//! In-memory multi-tenant key-value storage with snapshot persistence.
//!
//! Two-level structure: a registry ([`Storage`]) of named databases, each an
//! independently locked string table ([`Database`]). The registry can be
//! copied at a point in time, serialized into a single blob and restored at
//! startup; a background task ([`scheduler`]) refreshes the on-disk snapshot
//! while the store is dirty.

pub mod database;
pub mod errors;
pub mod scheduler;
pub mod snapshot;
pub mod storage;

pub use database::Database;
pub use errors::{Result, StoreError};
pub use storage::{Snapshot, Storage};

-=-=-

Your instructions: Write out every line of the entries that holds the word "registry".

Finished task:
//! Two-level structure: a registry ([`Storage`]) of named databases, each an
//! independently locked string table ([`Database`]). The registry can be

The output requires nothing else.